Dataset records:
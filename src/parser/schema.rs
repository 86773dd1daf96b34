//! Field schema discovery.
//!
//! Frame layouts come from `H Field <tag> name|encoding|predictor|signed`
//! headers, then from `F` lines for tags the headers did not declare, and
//! finally from [`FieldSchema::default_schema`] when neither declared
//! anything.

use crate::error::{DecodeError, Result};
use crate::parser::decoder::{FieldEncoding, FieldPredictor};
use crate::parser::header::single_char;
use crate::types::{FieldDefinitionLine, FieldSchema, FrameDefinition, HeaderMap};
use std::collections::BTreeMap;
use tracing::{debug, warn};

#[derive(Default)]
struct DeclaredLists {
    names: Option<Vec<String>>,
    encodings: Option<Vec<i64>>,
    predictors: Option<Vec<i64>>,
    signed: Option<Vec<i64>>,
}

/// Build the field schema for one log.
pub fn build_field_schema(
    headers: &HeaderMap,
    definition_lines: &[FieldDefinitionLine],
) -> Result<FieldSchema> {
    let mut declared: BTreeMap<char, DeclaredLists> = BTreeMap::new();

    for (key, value) in headers {
        let Some((frame_type, attribute)) = parse_field_key(key) else {
            continue;
        };

        let lists = declared.entry(frame_type).or_default();
        match attribute {
            "name" => {
                lists.names = Some(value.split(',').map(|s| s.trim().to_string()).collect());
            }
            "encoding" => lists.encodings = Some(parse_code_list(key, value)?),
            "predictor" => lists.predictors = Some(parse_code_list(key, value)?),
            "signed" => lists.signed = Some(parse_code_list(key, value)?),
            _ => {}
        }
    }

    let mut schema = FieldSchema::new();
    for (frame_type, lists) in declared {
        let Some(names) = lists.names else {
            debug!(%frame_type, "field codes declared without names, ignoring");
            continue;
        };

        let mut definition = FrameDefinition::from_field_names(names);
        if let Some(encodings) = lists.encodings {
            let encodings: Vec<FieldEncoding> =
                encodings.into_iter().map(FieldEncoding::from_code).collect();
            definition.update_encoding(&encodings);
        }
        if let Some(predictors) = lists.predictors {
            let predictors: Vec<FieldPredictor> =
                predictors.into_iter().map(FieldPredictor::from_code).collect();
            definition.update_predictors(&predictors);
        }
        if let Some(signed) = lists.signed {
            let signed: Vec<bool> = signed.into_iter().map(|s| s != 0).collect();
            definition.update_signed(&signed);
        }

        debug!(%frame_type, fields = definition.len(), "field definition from headers");
        schema.insert(frame_type, definition);
    }

    for line in definition_lines {
        if schema.contains(line.frame_type) {
            debug!(frame_type = %line.frame_type, "header fields take precedence over F line");
            continue;
        }
        schema.insert(line.frame_type, line.definition.clone());
    }

    if schema.is_empty() {
        warn!("log declares no fields, using default I/P layout");
        return Ok(FieldSchema::default_schema());
    }

    Ok(schema)
}

/// `Field <tag> <attribute>` with a one-character tag.
fn parse_field_key(key: &str) -> Option<(char, &str)> {
    let mut words = key.split_whitespace();
    if words.next()? != "Field" {
        return None;
    }
    let tag = words.next()?;
    let attribute = words.next()?;
    if words.next().is_some() {
        return None;
    }

    match single_char(tag) {
        Some(frame_type) => Some((frame_type, attribute)),
        None => {
            debug!(key, "ignoring field header with a multi-character tag");
            None
        }
    }
}

fn parse_code_list(key: &str, value: &str) -> Result<Vec<i64>> {
    value
        .split(',')
        .map(|code| {
            code.trim().parse::<i64>().map_err(|_| {
                DecodeError::InvalidSchema(format!("invalid value '{}' in '{}'", code, key))
            })
        })
        .collect()
}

Your goal: Copy word for word the stretch of entries above from the line that has "Field schema discovery." through the line that has "codes declared without", both ends included, and nothing outside it.

Result of the task:
//! Field schema discovery.
//!
//! Frame layouts come from `H Field <tag> name|encoding|predictor|signed`
//! headers, then from `F` lines for tags the headers did not declare, and
//! finally from [`FieldSchema::default_schema`] when neither declared
//! anything.

use crate::error::{DecodeError, Result};
use crate::parser::decoder::{FieldEncoding, FieldPredictor};
use crate::parser::header::single_char;
use crate::types::{FieldDefinitionLine, FieldSchema, FrameDefinition, HeaderMap};
use std::collections::BTreeMap;
use tracing::{debug, warn};

#[derive(Default)]
struct DeclaredLists {
    names: Option<Vec<String>>,
    encodings: Option<Vec<i64>>,
    predictors: Option<Vec<i64>>,
    signed: Option<Vec<i64>>,
}

/// Build the field schema for one log.
pub fn build_field_schema(
    headers: &HeaderMap,
    definition_lines: &[FieldDefinitionLine],
) -> Result<FieldSchema> {
    let mut declared: BTreeMap<char, DeclaredLists> = BTreeMap::new();

    for (key, value) in headers {
        let Some((frame_type, attribute)) = parse_field_key(key) else {
            continue;
        };

        let lists = declared.entry(frame_type).or_default();
        match attribute {
            "name" => {
                lists.names = Some(value.split(',').map(|s| s.trim().to_string()).collect());
            }
            "encoding" => lists.encodings = Some(parse_code_list(key, value)?),
            "predictor" => lists.predictors = Some(parse_code_list(key, value)?),
            "signed" => lists.signed = Some(parse_code_list(key, value)?),
            _ => {}
        }
    }

    let mut schema = FieldSchema::new();
    for (frame_type, lists) in declared {
        let Some(names) = lists.names else {
            debug!(%frame_type, "field codes declared without names, ignoring");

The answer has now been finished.